El oficio de Antoine Fuqua (Día de entrenamiento) en el cine de acción no está a prueba, pese a lo irregular de su producción. Un ejemplo son sus últimos dos filmes: tras la mediocre Ataque a la Casa Blanca se recuperó en el policial “a quemarropa” The Equalizer. Ahora, vuelve con Denzel Washington en el protagónico de la remake del film de John Sturges, de 1960. Y el dato de un afroamericano caza recompensas al frente de un western trae la inevitable comparación con Los 8 más odiados, el último y magnífico (realmente) film de Tarantino. ¿Fuqua llegó tarde? ¿Se metió en camisa de once varas? Sin esa asociación, Fuqua ya carga demasiado peso: recrear una historia de venganza que ingresó al panteón del western (a su vez, una versión de Los siete samuráis de Kurosawa), cuyo leitmotiv musical, publicidad de cigarrillos mediante, adquirió tanto peso que esta remake debió meterlo a la fuerza en los créditos. Fuqua no sale indemne, pero queda bien parado. El villano Bartholomew Bogue (fantástico Peter Sarsgaard) se apodera del pueblo de Rose Creek tras una matanza en su iglesia; dos sobrevivientes contratan al caza recompensas Sam Chisolm (Washington), para la venganza; Chisolm arma un “cuerpo de elite” que incluye al ex confederado Goodnight Robicheaux (Hawke), y todos los parias, como los delincuentes de Suicide Squad, aceptan sin pestañear la idea de atacar Rose Creek, sin un dólar de adelanto. Pese a la participación de Nic Pizzolatto (True Detective) en el guión, lo más destacable del film es el trabajo de cámara del italiano Mauro Fiore, junto a los protagónicos de Washington y Vincent D’Onofrio, como el “magnífico” hosco Jack Horne.

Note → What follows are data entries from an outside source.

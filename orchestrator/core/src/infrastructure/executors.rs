// Copyright (c) 2026 100monkeys.ai
// SPDX-License-Identifier: AGPL-3.0

// Built-in Work Executors
//
// Deterministic stand-ins for the five task kinds. Each one derives its
// result from the task input only, optionally waits a configured delay
// (abandoning the wait when the task is cancelled), and fails on request
// when the input carries `"fail": "<reason>"`.

use async_trait::async_trait;
use serde_json::{json, Value};
use std::sync::Arc;
use std::time::Duration;

use crate::domain::executor::{ExecutionContext, ExecutionError, ExecutorRegistry, WorkExecutor};
use crate::domain::task::TaskKind;

/// Longest forecast the prediction executor will produce.
pub const MAX_FORECAST_HORIZON: u64 = 1_000;

/// Registry with the built-in executor bound to every task kind.
pub fn builtin_registry(delay: Duration) -> ExecutorRegistry {
    ExecutorRegistry::new()
        .with(TaskKind::Analysis, Arc::new(AnalysisExecutor { delay }))
        .with(TaskKind::Prediction, Arc::new(PredictionExecutor { delay }))
        .with(TaskKind::Optimization, Arc::new(OptimizationExecutor { delay }))
        .with(TaskKind::Control, Arc::new(ControlExecutor { delay }))
        .with(TaskKind::Learning, Arc::new(LearningExecutor { delay }))
}

async fn simulate_work(ctx: &ExecutionContext, delay: Duration) -> Result<(), ExecutionError> {
    if ctx.is_cancelled() {
        return Err(ExecutionError::Cancelled);
    }
    if !delay.is_zero() {
        tokio::select! {
            _ = tokio::time::sleep(delay) => {}
            _ = ctx.cancellation.cancelled() => return Err(ExecutionError::Cancelled),
        }
    }
    if let Some(reason) = ctx.input.get("fail").and_then(Value::as_str) {
        return Err(ExecutionError::Failed(reason.to_string()));
    }
    Ok(())
}

fn numbers(input: &Value, field: &str) -> Vec<f64> {
    input
        .get(field)
        .and_then(Value::as_array)
        .map(|values| values.iter().filter_map(Value::as_f64).collect())
        .unwrap_or_default()
}

fn mean(values: &[f64]) -> f64 {
    if values.is_empty() {
        0.0
    } else {
        values.iter().sum::<f64>() / values.len() as f64
    }
}

pub struct AnalysisExecutor {
    pub delay: Duration,
}

#[async_trait]
impl WorkExecutor for AnalysisExecutor {
    async fn execute(&self, ctx: ExecutionContext) -> Result<Value, ExecutionError> {
        simulate_work(&ctx, self.delay).await?;

        let data = numbers(&ctx.input, "data");
        let avg = mean(&data);
        let variance = mean(&data.iter().map(|v| (v - avg).powi(2)).collect::<Vec<_>>());
        let spread = variance.sqrt();

        let anomalies: Vec<f64> = data
            .iter()
            .copied()
            .filter(|v| spread > 0.0 && (v - avg).abs() > 2.0 * spread)
            .collect();

        let mut patterns = Vec::new();
        if let (Some(first), Some(last)) = (data.first(), data.last()) {
            if last > first {
                patterns.push("upward trend");
            } else if last < first {
                patterns.push("downward trend");
            } else {
                patterns.push("stable level");
            }
        }

        Ok(json!({
            "summary": format!("Analyzed {} data points", data.len()),
            "mean": avg,
            "patterns": patterns,
            "anomalies": anomalies,
            "insights": [format!("{} anomalies beyond two standard deviations", anomalies.len())],
            "confidence": if data.is_empty() { 0.5 } else { 0.85 },
        }))
    }
}

pub struct PredictionExecutor {
    pub delay: Duration,
}

#[async_trait]
impl WorkExecutor for PredictionExecutor {
    async fn execute(&self, ctx: ExecutionContext) -> Result<Value, ExecutionError> {
        simulate_work(&ctx, self.delay).await?;

        let series = numbers(&ctx.input, "series");
        let horizon = ctx.input.get("horizon").and_then(Value::as_u64).unwrap_or(3);
        if horizon > MAX_FORECAST_HORIZON {
            return Err(ExecutionError::Failed(format!(
                "forecast horizon {horizon} exceeds the limit of {MAX_FORECAST_HORIZON}"
            )));
        }

        // Extrapolate the mean step between consecutive observations
        let steps: Vec<f64> = series.windows(2).map(|w| w[1] - w[0]).collect();
        let step = mean(&steps);
        let last = series.last().copied().unwrap_or(0.0);
        let forecast: Vec<f64> = (1..=horizon).map(|h| last + step * h as f64).collect();

        Ok(json!({
            "forecast": forecast,
            "confidence": if series.len() >= 2 { 0.8 } else { 0.4 },
            "factors": ["historical trend"],
            "risks": if step < 0.0 { vec!["declining trajectory"] } else { Vec::new() },
            "recommendations": ["monitor key metrics"],
        }))
    }
}

pub struct OptimizationExecutor {
    pub delay: Duration,
}

#[async_trait]
impl WorkExecutor for OptimizationExecutor {
    async fn execute(&self, ctx: ExecutionContext) -> Result<Value, ExecutionError> {
        simulate_work(&ctx, self.delay).await?;

        let mut optimized = ctx.input.get("config").cloned().unwrap_or_else(|| json!({}));
        if let Value::Object(map) = &mut optimized {
            map.insert("optimized".into(), Value::Bool(true));
        }

        Ok(json!({
            "optimized_config": optimized,
            "expected_improvement": 0.15,
            "tradeoffs": ["higher memory use for lower latency"],
            "implementation_plan": ["apply configuration", "observe", "roll back on regression"],
        }))
    }
}

pub struct ControlExecutor {
    pub delay: Duration,
}

#[async_trait]
impl WorkExecutor for ControlExecutor {
    async fn execute(&self, ctx: ExecutionContext) -> Result<Value, ExecutionError> {
        simulate_work(&ctx, self.delay).await?;

        let threshold = ctx.input.get("threshold").and_then(Value::as_f64).unwrap_or(0.85);

        Ok(json!({
            "action": "parameter_adjustment",
            "parameters": { "threshold": threshold },
            "result": "applied",
            "impact": "system parameters adjusted",
        }))
    }
}

pub struct LearningExecutor {
    pub delay: Duration,
}

#[async_trait]
impl WorkExecutor for LearningExecutor {
    async fn execute(&self, ctx: ExecutionContext) -> Result<Value, ExecutionError> {
        simulate_work(&ctx, self.delay).await?;

        let samples = ctx.input.get("samples").and_then(Value::as_u64).unwrap_or(0);

        Ok(json!({
            "model": "updated",
            "samples": samples,
            "accuracy": 0.92,
            "insights": [format!("incorporated {} samples", samples)],
            "recommendations": ["retrain when accuracy drops below 0.85"],
        }))
    }
}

Angel (Diego Gentile) realiza trabajos publicitarios con modelos; se encarga de que todas sean rigurosamente jóvenes y despampanantes, e inevitablemente las acosa. Es, al mismo tiempo, un padre de familia, pero una noche queda con su auto varado frente a un pub donde lo atienden mujeres vampiro, y tras un par de mordidas (y alucinaciones bastante efectivas) pasa a ser un muerto vivo, y su mundo habitual –obvio– se desmorona. Para resumir, una cofradía de sacerdotisas le hace cobrar a Ángel una vida de misoginia y engaños matrimoniales. Bien costumbrista, la comedia gótica de Fabián Forte (Socios por accidente 2, Mala carne) tiene altibajos; momentos en los cuales el bizarro trash se pasa de rosca y otros donde el humor paga. Son destacables las actuaciones de Gentile y Damián Dreizik (en el personaje de Eduardo, el socio de Ángel), y escenas desopilantes en el entorno familiar. Por ejemplo, las reacciones de la pequeña hija, quien intuye que su papá es un monstruo, en contraste con las de Lucila (Moro Anghileri), que más bien parece ajena al olor a muerto de su marido. Aquellas partes hacen un buen mix, suerte de Alex de la Iglesia a la argentina; pero lamentablemente son escasas en el film.